Girl Smoking Marjuana

NAN MACKENZIE meets a respectable grandma who smokes a joint every night before bed and calls for the legalisation of medical marijuana and the decriminalising of cannabis use

Driving to Jane Smith’s villa I tried to imagine what a 60-year-old retiree who admits to smoking cannabis on a daily basis would be like. No doubt she will waft patchouli oil in her wake, have eyes that look like road maps and a downstairs lavatory poster shrine to the Grateful Dead, Bob Marley and Jimi Hendrix.
In reality this ex librarian looked like she was about to chair a Women’s Institute meeting. Marks & Spencer with a splash of Chanel, her clear blue eyes edged only with some laughter lines. I had been invited to listen to her story, the idea being that what she had to say might help others and even start a dialogue to decriminalise cannabis for personal use.
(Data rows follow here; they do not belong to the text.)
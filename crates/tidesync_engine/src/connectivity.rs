//! Connectivity monitor.
//!
//! Folds platform reachability and app lifecycle signals into one
//! [`ConnectivityState`] published on a `watch` channel. The sync worker
//! and the realtime manager only ever read it.

use std::time::Duration;
use tokio::sync::watch;
use tokio::time::Instant;

/// App lifecycle as reported by the platform.
#[derive(Debug, Clone, Copy, PartialEq, Eq)]
pub enum Lifecycle {
    /// The app is visible.
    Foreground,
    /// The app is suspended or hidden.
    Background,
}

/// Combined reachability and lifecycle.
#[derive(Debug, Clone, PartialEq, Eq)]
pub struct ConnectivityState {
    /// Whether the network is reachable.
    pub reachable: bool,
    /// App lifecycle.
    pub lifecycle: Lifecycle,
    /// When the app was last backgrounded, while it stays there.
    pub backgrounded_at: Option<Instant>,
    /// Bumped on every foreground signal.
    pub foreground_epoch: u64,
}

impl ConnectivityState {
    /// Returns true if the network is reachable.
    pub fn is_online(&self) -> bool {
        self.reachable
    }

    /// Returns true if the realtime channel should be open.
    pub fn wants_realtime(&self) -> bool {
        self.reachable && self.lifecycle == Lifecycle::Foreground
    }

    /// Returns true if the outbox may be drained at `now`.
    ///
    /// In the background this holds only within `flush_window` of the
    /// moment the app was backgrounded.
    pub fn sync_permitted(&self, now: Instant, flush_window: Duration) -> bool {
        if !self.reachable {
            return false;
        }
        match (self.lifecycle, self.backgrounded_at) {
            (Lifecycle::Foreground, _) => true,
            (Lifecycle::Background, Some(at)) => now.saturating_duration_since(at) < flush_window,
            (Lifecycle::Background, None) => false,
        }
    }

    /// Returns when the background flush window closes, if it is open.
    pub fn flush_deadline(&self, flush_window: Duration) -> Option<Instant> {
        match (self.lifecycle, self.backgrounded_at) {
            (Lifecycle::Background, Some(at)) => Some(at + flush_window),
            _ => None,
        }
    }
}

/// Publishes connectivity changes.
pub struct ConnectivityMonitor {
    state: watch::Sender<ConnectivityState>,
}

impl ConnectivityMonitor {
    /// Creates a monitor for a foregrounded app.
    pub fn new(reachable: bool) -> Self {
        let (state, _) = watch::channel(ConnectivityState {
            reachable,
            lifecycle: Lifecycle::Foreground,
            backgrounded_at: None,
            foreground_epoch: 0,
        });
        Self { state }
    }

    /// The app came to the foreground.
    pub fn on_foregrounded(&self) {
        self.state.send_modify(|s| {
            s.lifecycle = Lifecycle::Foreground;
            s.backgrounded_at = None;
            s.foreground_epoch += 1;
        });
        tracing::debug!("foregrounded");
    }

    /// The app went to the background.
    pub fn on_backgrounded(&self) {
        self.state.send_if_modified(|s| {
            if s.lifecycle == Lifecycle::Background {
                return false;
            }
            s.lifecycle = Lifecycle::Background;
            s.backgrounded_at = Some(Instant::now());
            true
        });
        tracing::debug!("backgrounded");
    }

    /// Reachability changed. Returns true on an offline to online transition.
    pub fn on_reachability_changed(&self, reachable: bool) -> bool {
        let mut came_online = false;
        self.state.send_if_modified(|s| {
            if s.reachable == reachable {
                return false;
            }
            came_online = reachable;
            s.reachable = reachable;
            true
        });
        if came_online {
            tracing::info!("network reachable");
        } else if !reachable {
            tracing::info!("network unreachable");
        }
        came_online
    }

    /// Returns the current state.
    pub fn state(&self) -> ConnectivityState {
        self.state.borrow().clone()
    }

    /// Watches the state.
    pub fn subscribe(&self) -> watch::Receiver<ConnectivityState> {
        self.state.subscribe()
    }
}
She, like so many others, wants the government to change cannabis’ current classification so it is decriminalised and the medical use of the drug is authorised, it be given on prescription. As the law stands a person in Cyprus can be sent to prison for using cannabis, and if found in possession there is a maximum sentence of eight years. If a first time offender is under the age of 25 the law can imprison them for two years. Those found with three cannabis plants or more or in possession of 30g or more of the drug are then presumed to be using it to supply.
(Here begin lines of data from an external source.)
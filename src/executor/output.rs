// src/executor/output.rs

//! Output artifact lifecycle.
//!
//! Every task gets its own directory holding a `stdout` and a `stderr` file.
//! The directory is created before the task starts and removed only on an
//! explicit erase (or when the task never started).

use std::fs::{self, File};
use std::io;
use std::path::{Path, PathBuf};

use tracing::{debug, error};

use crate::errors::{ExecError, Result};

const STDOUT_FILE: &str = "stdout";
const STDERR_FILE: &str = "stderr";
const MAX_NAME_LEN: usize = 32;

/// Paths of one task's artifacts.
#[derive(Debug, Clone)]
pub struct OutputPaths {
    pub dir: PathBuf,
    pub stdout: PathBuf,
    pub stderr: PathBuf,
}

impl OutputPaths {
    pub fn open_stdout(&self) -> Result<File> {
        open_artifact(&self.stdout)
    }

    pub fn open_stderr(&self) -> Result<File> {
        open_artifact(&self.stderr)
    }

    /// Remove the whole directory; a missing directory is not an error.
    pub fn erase(&self) -> Result<()> {
        match fs::remove_dir_all(&self.dir) {
            Ok(()) => {
                debug!(dir = %self.dir.display(), "removed output directory");
                Ok(())
            }
            Err(e) if e.kind() == io::ErrorKind::NotFound => Ok(()),
            Err(e) => Err(ExecError::IoError(e)),
        }
    }
}

/// Freshly created artifacts plus the writer side of both files.
#[derive(Debug)]
pub struct OutputFiles {
    pub paths: OutputPaths,
    pub stdout: File,
    pub stderr: File,
}

impl OutputFiles {
    /// Create `<root>/<kind>_<command name>_<random>/{stdout,stderr}`.
    pub fn create(root: &Path, command: &str, kind: &str) -> io::Result<Self> {
        let name = command_name(command).ok_or_else(|| {
            io::Error::new(io::ErrorKind::InvalidInput, "empty command string")
        })?;

        fs::create_dir_all(root)?;
        let dir = tempfile::Builder::new()
            .prefix(&format!("{kind}_{name}_"))
            .tempdir_in(root)?
            .keep();

        let paths = OutputPaths {
            stdout: dir.join(STDOUT_FILE),
            stderr: dir.join(STDERR_FILE),
            dir,
        };

        let files = File::create(&paths.stdout).and_then(|stdout| {
            File::create(&paths.stderr).map(|stderr| (stdout, stderr))
        });
        match files {
            Ok((stdout, stderr)) => Ok(Self {
                paths,
                stdout,
                stderr,
            }),
            Err(e) => {
                let _ = fs::remove_dir_all(&paths.dir);
                Err(e)
            }
        }
    }
}

/// Flush a finished task's output file to disk. Failures are only logged.
pub fn sync_and_close(file: File, stream: &str, command: &str) {
    if let Err(err) = file.sync_all() {
        error!(
            command = %command,
            stream,
            error = %err,
            "cannot sync task output file"
        );
    }
}

fn open_artifact(path: &Path) -> Result<File> {
    File::open(path).map_err(|source| ExecError::OutputUnavailable {
        path: path.to_path_buf(),
        source,
    })
}

/// Filesystem-safe name of the program a command line runs.
fn command_name(command: &str) -> Option<String> {
    let program = command.split_whitespace().next()?;
    let base = program.rsplit('/').find(|s| !s.is_empty()).unwrap_or(program);

    let name: String = base
        .chars()
        .map(|c| {
            if c.is_ascii_alphanumeric() || c == '-' || c == '.' {
                c
            } else {
                '_'
            }
        })
        .take(MAX_NAME_LEN)
        .collect();

    Some(name)
}

#[cfg(test)]
mod tests {
    use super::*;
    use std::io::Read;

    #[test]
    fn command_name_uses_program_basename() {
        assert_eq!(command_name("/usr/bin/redis-server --port 1").as_deref(), Some("redis-server"));
        assert_eq!(command_name("  echo hi").as_deref(), Some("echo"));
        assert_eq!(command_name("a$b;c").as_deref(), Some("a_b_c"));
        assert_eq!(command_name("   "), None);
    }

    #[test]
    fn create_open_and_erase() {
        let root = tempfile::tempdir().unwrap();
        let files = OutputFiles::create(root.path(), "echo hi", "local").unwrap();

        let dir_name = files.paths.dir.file_name().unwrap().to_string_lossy().into_owned();
        assert!(dir_name.starts_with("local_echo_"));

        let mut content = String::new();
        files.paths.open_stdout().unwrap().read_to_string(&mut content).unwrap();
        assert!(content.is_empty());

        files.paths.erase().unwrap();
        files.paths.erase().unwrap();
        assert!(matches!(
            files.paths.open_stderr(),
            Err(ExecError::OutputUnavailable { .. })
        ));
    }

    #[test]
    fn empty_command_is_rejected() {
        let root = tempfile::tempdir().unwrap();
        let err = OutputFiles::create(root.path(), "", "local").unwrap_err();
        assert_eq!(err.kind(), io::ErrorKind::InvalidInput);
    }
}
So the big question had to be, why this seemingly respectable woman with the responsibilities of grandchildren, two dogs and a cat, chooses to run the risk of drug squad officers knocking on her door? “The choice for me is to break the law to be well,” she said “and when given the choice, my health and quality of daily life is far more important to me.

A marijuana plant is seen at Tweed Marijuana Inc in Smith's Falls, Ontario, Canada March 19, 2014. REUTERS/Blair Gable/File Photo
A marijuana plant

“I was diagnosed two years ago with a recurrence of breast cancer and once again followed the protocol laid out by my oncologist of chemotherapy, surgical removal, followed by radiotherapy and every three weeks an intravenous injection of the drug Herceptin. Then bone cancer was also suspected in my hip joint and cancer protocol dictated a monthly infusion of the drug Zoometa, a drug capable of filling up the holes in bones which have been eaten away by the cancer.”
Chemotherapy treatments over the years have left Jane with permanent neurological damage, constant numbness in the tips of her fingers and toes, combined with terrible night cramps and hip pain which led to many sleepless nights. “I was initially prescribed liquid morphine for the pain, also as a means to sleep, but one dose had me wandering around the house looking for my brain, and I was rendered semi-comatose for most of the next day”.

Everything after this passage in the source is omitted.